Los Angeles Times - Wednesday May 13, 1992
Marlene Cimons; Times Staff Writer


WASHINGTON - Current estimates of the hospital costs of caring for people suffering from AIDS-related conditions severely understate the burden on medical facilities because the figures are based upon an AIDS definition drafted years ago by federal health officials, according to a national study released Tuesday.

The study, which surveyed 700 public and private hospitals about their 1988 admissions, said that for every 100 hospital admissions for AIDS, an additional 53 were made to treat conditions related to infection with the human immunodeficiency virus--although the latter patients did not meet the Centers for Disease Control's clinical definition of AIDS.

The study was published this week in the Journal of the American Medical Assn.

The CDC, which has been tracking the epidemic since it began 11 years ago, has proposed expanding the AIDS definition to include anyone with 200 or fewer CD4 cells per milliliter of blood, an indication of a seriously compromised immune system. The normal range of these cells--which are the primary target of HIV--is between 800 and 1,000.

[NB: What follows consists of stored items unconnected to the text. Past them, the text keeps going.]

//! Symbolic-reference resolution contract (§4.3).
//!
//! The core never decodes a symbolic reference's payload itself — that
//! requires knowledge of the surrounding binary (a Mach-O image, a relative
//! offset table) that lives entirely outside this crate. It only defines the
//! callback shape and the escape-sequence framing around it.

use crate::ast::Ast;
use crate::cursor::Cursor;
use crate::error::{DemangleError, Result};

/// Resolves a symbolic-reference escape to an AST subtree.
///
/// `control` is the escape's introducer byte (`0x01..=0x1F`). `payload` is
/// the fixed-width binary blob following it — 4 bytes for `0x01..=0x17`, a
/// machine-pointer-sized blob for `0x18..=0x1F`. `ref_index` is the absolute
/// buffer offset of the first payload byte, for callers that need to
/// compute an address relative to the mangled name's location in memory.
pub trait SymbolicReferenceResolver {
    fn resolve(&self, control: u8, payload: &[u8], ref_index: usize) -> Result<Ast>;
}

impl<F> SymbolicReferenceResolver for F
where
    F: Fn(u8, &[u8], usize) -> Result<Ast>,
{
    fn resolve(&self, control: u8, payload: &[u8], ref_index: usize) -> Result<Ast> {
        self(control, payload, ref_index)
    }
}

/// Length in bytes of a symbolic reference's payload for a given control byte.
fn payload_len(control: u8) -> usize {
    if control <= 0x17 {
        4
    } else {
        std::mem::size_of::<usize>()
    }
}

/// Parses one symbolic-reference escape starting at the cursor's current
/// position, which must be a byte in `0x01..=0x1F`. On success, returns the
/// resolver's subtree; the caller pushes it onto the substitution list as
/// any other primary-type result.
pub fn parse_symbolic_reference(
    cursor: &mut Cursor,
    resolver: Option<&dyn SymbolicReferenceResolver>,
) -> Result<Ast> {
    let start = cursor.pos();
    let control = cursor.peek();
    if !(0x01..=0x1F).contains(&control) {
        return Err(DemangleError::UnsupportedSequence { pos: start });
    }
    cursor.consume()?;

    let len = payload_len(control);
    let ref_index = cursor.pos();
    let mut payload = Vec::with_capacity(len);
    for _ in 0..len {
        let byte = cursor
            .consume()
            .map_err(|_| DemangleError::TruncatedSymbolicReference { pos: start })?;
        payload.push(byte);
    }

    let resolver = resolver.ok_or(DemangleError::MissingResolver { pos: start })?;
    resolver.resolve(control, &payload, ref_index)
}
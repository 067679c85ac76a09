// This Source Code Form is subject to the terms of the Mozilla Public
// License, v. 2.0. If a copy of the MPL was not distributed with this
// file, You can obtain one at https://mozilla.org/MPL/2.0/.

// Copyright 2025 Oxide Computer Company

//! Raw on-the-wire layouts. All multi-byte fields are in network byte
//! order; every struct is unaligned so it can be read straight out of
//! a receive buffer.

use zerocopy::FromBytes;
use zerocopy::Immutable;
use zerocopy::IntoBytes;
use zerocopy::KnownLayout;
use zerocopy::Unaligned;
use zerocopy::byteorder::network_endian::U16;
use zerocopy::byteorder::network_endian::U32;

pub const OFPT_ERROR: u8 = 1;
pub const OFPT_EXPERIMENTER: u8 = 4;
pub const OFPT_MULTIPART_REQUEST: u8 = 18;
pub const OFPT_MULTIPART_REPLY: u8 = 19;

pub const OFPET_EXPERIMENTER: u16 = 0xFFFF;
pub const OFPMP_EXPERIMENTER: u16 = 0xFFFF;

/// `exp_type` of an experimenter message carrying a state mod.
pub const OFPT_EXP_STATE_MOD: u32 = 0;

/// `exp_type` values of experimenter multipart messages.
pub const OFPMP_EXP_STATE_STATS: u32 = 0;
pub const OFPMP_EXP_GLOBAL_STATE_STATS: u32 = 1;

/// State mod commands.
pub const OFPSC_STATEFUL_TABLE_CONFIG: u8 = 0;
pub const OFPSC_EXP_SET_L_EXTRACTOR: u8 = 1;
pub const OFPSC_EXP_SET_U_EXTRACTOR: u8 = 2;
pub const OFPSC_EXP_SET_FLOW_STATE: u8 = 3;
pub const OFPSC_EXP_DEL_FLOW_STATE: u8 = 4;
pub const OFPSC_EXP_SET_GLOBAL_STATE: u8 = 5;
pub const OFPSC_EXP_RESET_GLOBAL_STATE: u8 = 6;

/// The common OpenFlow message header.
#[repr(C)]
#[derive(
    Clone, Copy, Debug, FromBytes, Immutable, IntoBytes, KnownLayout, Unaligned,
)]
pub struct OfpHeader {
    pub version: u8,
    pub msg_type: u8,
    pub length: U16,
    pub xid: U32,
}

#[repr(C)]
#[derive(
    Clone, Copy, Debug, FromBytes, Immutable, IntoBytes, KnownLayout, Unaligned,
)]
pub struct ExperimenterHdr {
    pub experimenter: U32,
    pub exp_type: U32,
}

#[repr(C)]
#[derive(
    Clone, Copy, Debug, FromBytes, Immutable, IntoBytes, KnownLayout, Unaligned,
)]
pub struct StateModHdr {
    pub command: u8,
    pub pad: [u8; 7],
}

#[repr(C)]
#[derive(
    Clone, Copy, Debug, FromBytes, Immutable, IntoBytes, KnownLayout, Unaligned,
)]
pub struct TableConfigBody {
    pub table_id: u8,
    pub stateful: u8,
    pub pad: [u8; 6],
}

/// Followed by `field_count` OXM headers.
#[repr(C)]
#[derive(
    Clone, Copy, Debug, FromBytes, Immutable, IntoBytes, KnownLayout, Unaligned,
)]
pub struct ExtractorBody {
    pub table_id: u8,
    pub pad: [u8; 3],
    pub field_count: U32,
}

/// Followed by `key_len` bytes of key.
#[repr(C)]
#[derive(
    Clone, Copy, Debug, FromBytes, Immutable, IntoBytes, KnownLayout, Unaligned,
)]
pub struct FlowStateBody {
    pub table_id: u8,
    pub pad: [u8; 3],
    pub key_len: U32,
    pub state: U32,
    pub state_mask: U32,
}

#[repr(C)]
#[derive(
    Clone, Copy, Debug, FromBytes, Immutable, IntoBytes, KnownLayout, Unaligned,
)]
pub struct GlobalStateBody {
    pub flags: U32,
    pub flags_mask: U32,
}

#[repr(C)]
#[derive(
    Clone, Copy, Debug, FromBytes, Immutable, IntoBytes, KnownLayout, Unaligned,
)]
pub struct MultipartHdr {
    pub mp_type: U16,
    pub flags: U16,
    pub pad: [u8; 4],
    pub experimenter: U32,
    pub exp_type: U32,
}

/// Followed by `match_len` bytes of OXM TLVs.
#[repr(C)]
#[derive(
    Clone, Copy, Debug, FromBytes, Immutable, IntoBytes, KnownLayout, Unaligned,
)]
pub struct StateStatsReqBody {
    pub table_id: u8,
    pub pad: [u8; 3],
    pub match_len: U32,
}

/// Followed by `field_count` OXM headers, `key_len` bytes of key, and
/// zero padding up to `length`.
#[repr(C)]
#[derive(
    Clone, Copy, Debug, FromBytes, Immutable, IntoBytes, KnownLayout, Unaligned,
)]
pub struct StateEntryHdr {
    pub length: U16,
    pub table_id: u8,
    pub pad: u8,
    pub field_count: U16,
    pub key_len: U16,
    pub state: U32,
}

#[repr(C)]
#[derive(
    Clone, Copy, Debug, FromBytes, Immutable, IntoBytes, KnownLayout, Unaligned,
)]
pub struct GlobalStatsBody {
    pub flags: U32,
    pub pad: [u8; 4],
}

/// Followed by up to [`ERROR_DATA_MAX`] bytes of the failed request.
#[repr(C)]
#[derive(
    Clone, Copy, Debug, FromBytes, Immutable, IntoBytes, KnownLayout, Unaligned,
)]
pub struct ErrorHdr {
    pub err_type: U16,
    pub exp_code: U16,
    pub experimenter: U32,
}

pub const ERROR_DATA_MAX: usize = 64;
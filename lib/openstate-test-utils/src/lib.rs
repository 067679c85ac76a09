// This Source Code Form is subject to the terms of the Mozilla Public
// License, v. 2.0. If a copy of the MPL was not distributed with this
// file, You can obtain one at https://mozilla.org/MPL/2.0/.

// Copyright 2025 Oxide Computer Company

//! Common routines for integration tests.

// This type of pedantry is more trouble than it's worth here.
#![allow(dead_code)]

pub mod ffsm;
pub mod scenario;

// Let's make our lives easier and pub use a bunch of stuff.
pub use openstate::api::Field;
pub use openstate::api::KeyRole;
pub use openstate::api::Masked32;
pub use openstate::api::Masked64;
pub use openstate::api::StateStatsFilter;
pub use openstate::api::TableSel;
pub use openstate::api::masked_flags;
pub use openstate::api::pack_substate;
pub use openstate::engine::Datapath;
pub use openstate::engine::PacketMeta;
pub use openstate::engine::PipelineBuilder;
pub use openstate::engine::ProcessResult;
pub use openstate::engine::ProcessResult::*;
pub use openstate::engine::packet::ETHER_TYPE_ARP;
pub use openstate::engine::packet::ETHER_TYPE_IPV4;
pub use openstate::engine::packet::EtherMeta;
pub use openstate::engine::packet::Ipv4Meta;
pub use openstate::engine::pipeline::DropReason;
pub use openstate::engine::predicate::Predicate;
pub use openstate::engine::rule::Action;
pub use openstate::engine::rule::Finalized;
pub use openstate::engine::rule::Instructions;
pub use openstate::engine::rule::Rule;
pub use openstate::provider::PrintlnLog;
pub use openstate::provider::Providers;
pub use openstate::wire::Message;
pub use openstate::wire::MsgBody;
pub use openstate::wire::StateMod;
pub use openstate::wire::StateModCmd;
pub use std::net::Ipv4Addr;

/// ICMP, the protocol of every ping in the test scenarios.
pub const IP_PROTO_ICMP: u8 = 1;

/// The MAC address given to host `n`.
pub fn host_mac(n: u8) -> [u8; 6] {
    [0x00, 0x00, 0x00, 0x00, 0x00, n]
}

/// The IPv4 address given to host `n`.
pub fn host_ip(n: u8) -> Ipv4Addr {
    Ipv4Addr::new(10, 0, 0, n)
}

/// An ICMP packet from host `src` to host `dst`, arriving on the
/// port host `src` hangs off.
pub fn ping(src: u8, dst: u8) -> PacketMeta {
    PacketMeta {
        in_port: u32::from(src),
        ether: EtherMeta {
            dst: host_mac(dst),
            src: host_mac(src),
            ether_type: ETHER_TYPE_IPV4,
        },
        ip: Some(Ipv4Meta {
            src: host_ip(src),
            dst: host_ip(dst),
            proto: IP_PROTO_ICMP,
        }),
        ..Default::default()
    }
}

/// A broadcast ARP request from host `src`.
pub fn arp_request(src: u8) -> PacketMeta {
    PacketMeta {
        in_port: u32::from(src),
        ether: EtherMeta {
            dst: [0xFF; 6],
            src: host_mac(src),
            ether_type: ETHER_TYPE_ARP,
        },
        ..Default::default()
    }
}

/// A datapath with `n_tables` tables that logs to stdout.
pub fn datapath(n_tables: u8) -> Datapath {
    Datapath::new(1, n_tables, Providers::new(Box::new(PrintlnLog)))
}

/// Send one control message to `dp` and decode its replies.
pub fn ctl(dp: &Datapath, xid: u32, body: MsgBody) -> Vec<Message> {
    let req = Message::new(xid, body).encode().unwrap();
    dp.handle_ctl(&req)
        .iter()
        .map(|buf| Message::decode(buf).unwrap())
        .collect()
}

/// Send a control command that must succeed without a reply.
#[track_caller]
pub fn ctl_ok(dp: &Datapath, body: MsgBody) {
    let replies = ctl(dp, 0, body);
    assert!(replies.is_empty(), "command failed: {replies:?}");
}

/// Build the `SET_FLOW_STATE` command writing `state` to `key`.
pub fn set_flow_state(table_id: u8, key: &[u8], state: Masked32) -> MsgBody {
    MsgBody::StateMod(StateMod {
        cmd: StateModCmd::SetFlowState,
        table_id,
        key: key.to_vec(),
        state,
    })
}

/// Build the `DEL_FLOW_STATE` command for `key`.
pub fn del_flow_state(table_id: u8, key: &[u8]) -> MsgBody {
    MsgBody::StateMod(StateMod {
        cmd: StateModCmd::DelFlowState,
        table_id,
        key: key.to_vec(),
        state: Masked32::default(),
    })
}

/// Assert that `pkt` is forwarded out of exactly `port`.
#[track_caller]
pub fn expect_output(dp: &Datapath, mut pkt: PacketMeta, port: u32) {
    let res = dp.process(&mut pkt);
    assert_eq!(res, Output(vec![port]), "packet {pkt}");
}

/// Assert that `pkt` is dropped.
#[track_caller]
pub fn expect_drop(dp: &Datapath, mut pkt: PacketMeta) {
    let res = dp.process(&mut pkt);
    assert!(matches!(res, Drop { .. }), "packet {pkt}: {res:?}");
}
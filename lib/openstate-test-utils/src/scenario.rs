// This Source Code Form is subject to the terms of the Mozilla Public
// License, v. 2.0. If a copy of the MPL was not distributed with this
// file, You can obtain one at https://mozilla.org/MPL/2.0/.

// Copyright 2025 Oxide Computer Company

//! A manually driven clock and a scheduler of timed control steps.
//!
//! Scenarios describe what the controller does at which point in time
//! ("set the state of h3, five seconds later delete it"). Rather than
//! sleeping, a test advances the clock explicitly and checks the
//! datapath between steps.

use openstate::engine::Datapath;
use std::collections::BTreeMap;
use std::time::Duration;

/// A clock that only moves when told to.
#[derive(Clone, Copy, Debug, Default, Eq, PartialEq)]
pub struct ManualClock {
    now: Duration,
}

impl ManualClock {
    pub fn now(&self) -> Duration {
        self.now
    }

    /// Move the clock to `t`. Time never runs backwards.
    pub fn advance_to(&mut self, t: Duration) {
        self.now = self.now.max(t);
    }
}

type Step<'a> = Box<dyn FnOnce(&Datapath) + 'a>;

/// Control steps to run against a datapath at given times. Steps
/// scheduled for the same time run in the order they were added.
#[derive(Default)]
pub struct Scenario<'a> {
    clock: ManualClock,
    steps: BTreeMap<Duration, Vec<Step<'a>>>,
}

impl<'a> Scenario<'a> {
    pub fn new() -> Self {
        Self::default()
    }

    pub fn now(&self) -> Duration {
        self.clock.now()
    }

    /// Schedule `step` to run at `secs` seconds.
    pub fn at(
        &mut self,
        secs: u64,
        step: impl FnOnce(&Datapath) + 'a,
    ) -> &mut Self {
        self.steps
            .entry(Duration::from_secs(secs))
            .or_default()
            .push(Box::new(step));
        self
    }

    /// Advance the clock to `secs` seconds, running every step due by
    /// then in time order. Returns the number of steps run.
    pub fn run_until(&mut self, dp: &Datapath, secs: u64) -> usize {
        let t = Duration::from_secs(secs);
        let later = self.steps.split_off(&(t + Duration::from_nanos(1)));
        let due = std::mem::replace(&mut self.steps, later);

        let mut n = 0;
        for (at, steps) in due {
            self.clock.advance_to(at);
            for step in steps {
                step(dp);
                n += 1;
            }
        }

        self.clock.advance_to(t);
        n
    }

    /// The number of steps not yet run.
    pub fn pending(&self) -> usize {
        self.steps.values().map(Vec::len).sum()
    }
}

#[cfg(test)]
mod test {
    use super::*;
    use openstate::provider::PrintlnLog;
    use openstate::provider::Providers;
    use std::cell::RefCell;

    #[test]
    fn steps_run_in_time_order() {
        let dp = Datapath::new(1, 1, Providers::new(Box::new(PrintlnLog)));
        let log = RefCell::new(vec![]);
        let mut sc = Scenario::new();
        sc.at(5, |_| log.borrow_mut().push("b"))
            .at(0, |_| log.borrow_mut().push("a"))
            .at(5, |_| log.borrow_mut().push("c"))
            .at(10, |_| log.borrow_mut().push("d"));

        assert_eq!(sc.run_until(&dp, 0), 1);
        assert_eq!(sc.run_until(&dp, 7), 2);
        assert_eq!(sc.now(), Duration::from_secs(7));
        assert_eq!(sc.pending(), 1);
        assert_eq!(*log.borrow(), ["a", "b", "c"]);

        // The clock does not run backwards.
        assert_eq!(sc.run_until(&dp, 3), 0);
        assert_eq!(sc.now(), Duration::from_secs(7));

        assert_eq!(sc.run_until(&dp, 10), 1);
        assert_eq!(sc.pending(), 0);
        assert_eq!(*log.borrow(), ["a", "b", "c", "d"]);
    }
}
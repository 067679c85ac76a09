// This Source Code Form is subject to the terms of the Mozilla Public
// License, v. 2.0. If a copy of the MPL was not distributed with this
// file, You can obtain one at https://mozilla.org/MPL/2.0/.

// Copyright 2025 Oxide Computer Company

//! Predicates used for `Rule` matching.

use super::packet::PacketMeta;
use crate::api::Field;
use crate::api::FieldMatch;
use crate::api::Masked32;
use crate::api::Masked64;
use crate::api::OpenStateError;
use core::fmt;
use core::fmt::Display;

/// The per-table values a packet is matched against besides its own
/// header fields.
#[derive(Clone, Copy, Debug, Default, Eq, PartialEq)]
pub struct MatchCtx {
    /// The state the table's lookup extractor found for the packet,
    /// or 0 when the table is stateless.
    pub state: u32,

    /// The global flags at the time the packet entered the table.
    pub flags: u32,
}

#[derive(Clone, Debug, Eq, PartialEq)]
pub enum Predicate {
    /// The packet carries the field with exactly this value.
    Field(FieldMatch),

    /// Match the masked bits of the looked-up state.
    State(Masked32),

    /// Match the masked bits of the global flags.
    Flags(Masked32),

    /// Match the masked bits of the pipeline metadata.
    Metadata(Masked64),
}

impl Predicate {
    /// Build a header field predicate from its human-readable value.
    pub fn field(field: Field, value: &str) -> Result<Self, OpenStateError> {
        Ok(Self::Field(FieldMatch { field, value: field.parse_value(value)? }))
    }

    pub fn is_match(&self, pkt: &PacketMeta, ctx: &MatchCtx) -> bool {
        match self {
            Self::Field(fm) => {
                let mut buf = Vec::with_capacity(fm.field.width());
                pkt.push_field(fm.field, &mut buf) && buf == fm.value
            }

            Self::State(m) => m.matches(ctx.state),
            Self::Flags(m) => m.matches(ctx.flags),
            Self::Metadata(m) => m.matches(pkt.metadata),
        }
    }
}

impl Display for Predicate {
    fn fmt(&self, f: &mut fmt::Formatter) -> fmt::Result {
        match self {
            Self::Field(fm) => {
                write!(f, "{}={}", fm.field, fm.field.fmt_value(&fm.value))
            }

            Self::State(m) => write!(f, "state={m}"),
            Self::Flags(m) => write!(f, "flags={m}"),
            Self::Metadata(m) => write!(f, "metadata={m}"),
        }
    }
}

#[cfg(test)]
mod test {
    use super::*;
    use crate::api::masked_flags;
    use crate::api::pack_substate;
    use crate::engine::packet::Ipv4Meta;
    use core::net::Ipv4Addr;

    fn pkt() -> PacketMeta {
        PacketMeta {
            in_port: 2,
            ip: Some(Ipv4Meta {
                src: Ipv4Addr::new(10, 0, 0, 1),
                dst: Ipv4Addr::new(10, 0, 0, 6),
                proto: 6,
            }),
            metadata: 64954,
            ..Default::default()
        }
    }

    #[test]
    fn field_match() {
        let ctx = MatchCtx::default();
        let p = Predicate::field(Field::Ipv4Dst, "10.0.0.6").unwrap();
        assert!(p.is_match(&pkt(), &ctx));
        assert_eq!(p.to_string(), "ipv4_dst=10.0.0.6");

        let p = Predicate::field(Field::Ipv4Dst, "10.0.0.5").unwrap();
        assert!(!p.is_match(&pkt(), &ctx));

        // An absent field never matches.
        let p = Predicate::field(Field::UdpDst, "53").unwrap();
        assert!(!p.is_match(&pkt(), &ctx));
    }

    #[test]
    fn state_matches_one_section() {
        let m = pack_substate(2, 2, 2).unwrap();
        let p = Predicate::State(m);

        let ctx = MatchCtx { state: 0x0002_FFFF, flags: 0 };
        assert!(p.is_match(&pkt(), &ctx));

        let ctx = MatchCtx { state: 0x0003_0000, flags: 0 };
        assert!(!p.is_match(&pkt(), &ctx));
    }

    #[test]
    fn flags_and_metadata() {
        let p = Predicate::Flags(masked_flags("1*01", 8).unwrap());
        assert!(p.is_match(&pkt(), &MatchCtx { state: 0, flags: 0xD0 }));
        assert!(p.is_match(&pkt(), &MatchCtx { state: 0, flags: 0x90 }));
        assert!(!p.is_match(&pkt(), &MatchCtx { state: 0, flags: 0xB0 }));
        assert_eq!(p.to_string(), "flags=0x90/0xb0");

        let p = Predicate::Metadata(Masked64::exact(64954));
        assert!(p.is_match(&pkt(), &MatchCtx::default()));
        assert_eq!(p.to_string(), "metadata=0xfdba");
    }
}
// This Source Code Form is subject to the terms of the Mozilla Public
// License, v. 2.0. If a copy of the MPL was not distributed with this
// file, You can obtain one at https://mozilla.org/MPL/2.0/.

// Copyright 2025 Oxide Computer Company

//! Datapath counters.

use core::sync::atomic::AtomicU64;
use core::sync::atomic::Ordering;
use serde::Deserialize;
use serde::Serialize;

/// A monotonically increasing event counter.
#[derive(Debug, Default)]
pub struct Counter(AtomicU64);

impl Counter {
    pub fn incr(&self) {
        self.add(1);
    }

    pub fn add(&self, n: u64) {
        self.0.fetch_add(n, Ordering::Relaxed);
    }

    pub fn get(&self) -> u64 {
        self.0.load(Ordering::Relaxed)
    }
}

/// Cumulative counters for a single [`Datapath`].
///
/// [`Datapath`]: super::datapath::Datapath
#[derive(Debug, Default)]
pub struct DatapathStats {
    /// The number of packets handed to the pipeline.
    pub pkt_in: Counter,

    /// The number of packets that left on at least one port.
    pub pkt_out: Counter,

    /// The number of packets dropped, for one reason or another.
    pub pkt_drop: Counter,

    /// The number of times a packet found no matching rule in a
    /// table.
    pub table_miss: Counter,

    /// The number of `SetState` actions that wrote a state entry.
    pub state_write: Counter,

    /// The number of `SetState` actions skipped because the packet
    /// lacked a field of the update extractor.
    pub state_write_no_key: Counter,

    /// The number of `SetState` actions skipped because the target
    /// table is not stateful.
    pub state_write_stateless: Counter,

    /// The number of `SetFlag` actions run.
    pub flag_write: Counter,

    /// The number of control messages received.
    pub ctl_msg: Counter,

    /// The number of control messages answered with an error.
    pub ctl_err: Counter,
}

/// A point-in-time copy of [`DatapathStats`].
#[derive(Clone, Copy, Debug, Default, Deserialize, Eq, PartialEq, Serialize)]
pub struct DatapathStatsSnap {
    pub pkt_in: u64,
    pub pkt_out: u64,
    pub pkt_drop: u64,
    pub table_miss: u64,
    pub state_write: u64,
    pub state_write_no_key: u64,
    pub state_write_stateless: u64,
    pub flag_write: u64,
    pub ctl_msg: u64,
    pub ctl_err: u64,
}

impl DatapathStats {
    pub fn snapshot(&self) -> DatapathStatsSnap {
        DatapathStatsSnap {
            pkt_in: self.pkt_in.get(),
            pkt_out: self.pkt_out.get(),
            pkt_drop: self.pkt_drop.get(),
            table_miss: self.table_miss.get(),
            state_write: self.state_write.get(),
            state_write_no_key: self.state_write_no_key.get(),
            state_write_stateless: self.state_write_stateless.get(),
            flag_write: self.flag_write.get(),
            ctl_msg: self.ctl_msg.get(),
            ctl_err: self.ctl_err.get(),
        }
    }
}
// This Source Code Form is subject to the terms of the Mozilla Public
// License, v. 2.0. If a copy of the MPL was not distributed with this
// file, You can obtain one at https://mozilla.org/MPL/2.0/.

// Copyright 2025 Oxide Computer Company

//! OpenState: per-flow finite state for OpenFlow match-action tables.
//!
//! The crate is split the same way the rest of the workspace is:
//!
//! * [`api`]: the shared API types plus the experimenter wire codec
//!   ([`wire`]) used by both the datapath and its controllers.
//!
//! * [`engine`]: the datapath side. State tables, the global flag
//!   register, the match-action pipeline, and the control dispatcher
//!   that ties them to the wire messages. Guarded by the `engine`
//!   feature.
#![allow(clippy::len_without_is_empty)]
#![deny(unreachable_patterns)]
#![deny(unused_must_use)]

#[cfg(any(feature = "api", test))]
pub mod api;
#[cfg(any(feature = "engine", test))]
pub mod ddi;
#[cfg(any(feature = "engine", test))]
pub mod engine;
#[cfg(any(feature = "api", test))]
pub mod print;
#[cfg(any(feature = "engine", test))]
pub mod provider;
#[cfg(any(feature = "api", test))]
pub mod wire;
// This Source Code Form is subject to the terms of the Mozilla Public
// License, v. 2.0. If a copy of the MPL was not distributed with this
// file, You can obtain one at https://mozilla.org/MPL/2.0/.

// Copyright 2025 Oxide Computer Company

//! Print command responses in a human-friendly manner.
//!
//! This is mostly just a place to hang printing routines so that they
//! can be used by both ostadm and integration tests.

use crate::api::DumpGlobalStateResp;
use crate::api::DumpStateResp;
use crate::api::StateEntryDump;
use std::io::Write;
use tabwriter::TabWriter;

/// Print a [`DumpStateResp`].
pub fn print_state_stats(resp: &DumpStateResp) -> std::io::Result<()> {
    print_state_stats_into(&mut std::io::stdout(), resp)
}

/// Print a [`DumpStateResp`] into a given writer.
pub fn print_state_stats_into(
    writer: &mut impl Write,
    resp: &DumpStateResp,
) -> std::io::Result<()> {
    let mut t = TabWriter::new(writer);

    writeln!(t, "State Entries: {}", resp.entries.len())?;
    write_hr(&mut t)?;
    print_state_entry_header(&mut t)?;
    for e in &resp.entries {
        print_state_entry(&mut t, e)?;
    }
    t.flush()
}

/// Print the header for the [`print_state_entry()`] output.
pub fn print_state_entry_header(t: &mut impl Write) -> std::io::Result<()> {
    writeln!(t, "TABLE\tSTATE\tKEY")
}

/// Print a single [`StateEntryDump`].
pub fn print_state_entry(
    t: &mut impl Write,
    e: &StateEntryDump,
) -> std::io::Result<()> {
    writeln!(t, "{}\t{:#010x}\t{}", e.table_id, e.state, e.key_str())
}

/// Print a [`DumpGlobalStateResp`].
pub fn print_global_state(resp: &DumpGlobalStateResp) -> std::io::Result<()> {
    print_global_state_into(&mut std::io::stdout(), resp)
}

/// Print a [`DumpGlobalStateResp`] into a given writer, most
/// significant flag first.
pub fn print_global_state_into(
    writer: &mut impl Write,
    resp: &DumpGlobalStateResp,
) -> std::io::Result<()> {
    writeln!(writer, "Global state: {:032b}", resp.flags)
}

/// Write a horizontal rule.
pub fn write_hr(t: &mut impl Write) -> std::io::Result<()> {
    writeln!(t, "{:-<70}", "")
}
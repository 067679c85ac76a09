// This Source Code Form is subject to the terms of the Mozilla Public
// License, v. 2.0. If a copy of the MPL was not distributed with this
// file, You can obtain one at https://mozilla.org/MPL/2.0/.

// Copyright 2025 Oxide Computer Company

//! The datapath side of OpenState.
//!
//! All code under this namespace is guarded by the `engine` feature flag.
pub mod ctl;
pub mod datapath;
pub mod global_state;
pub mod key;
pub mod packet;
pub mod pipeline;
pub mod predicate;
pub mod rule;
pub mod stat;
pub mod state_table;

pub use datapath::Datapath;
pub use packet::PacketMeta;
pub use pipeline::Pipeline;
pub use pipeline::PipelineBuilder;
pub use pipeline::ProcessResult;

Nevertheless, the CDC has been criticized for not expanding the definition even further to include other conditions, such as pulmonary tuberculosis and certain gynecological disorders common to HIV-infected women.

The study found that almost 75% of the patients outside the current AIDS definition were dependent on public aid, which the report predicted will stretch hospitals, particularly those in the inner city, "beyond capacity."

That is, not only will the hospitals be unable to cope with all the patients but, because government payments to hospitals often do not cover the institutions' costs, their financial health will be impacted as well.

"The substantial costs to individuals and to institutions require that any future policies must reduce barriers impeding coverage and treatment to the total population of HIV-infected individuals," the report recommended.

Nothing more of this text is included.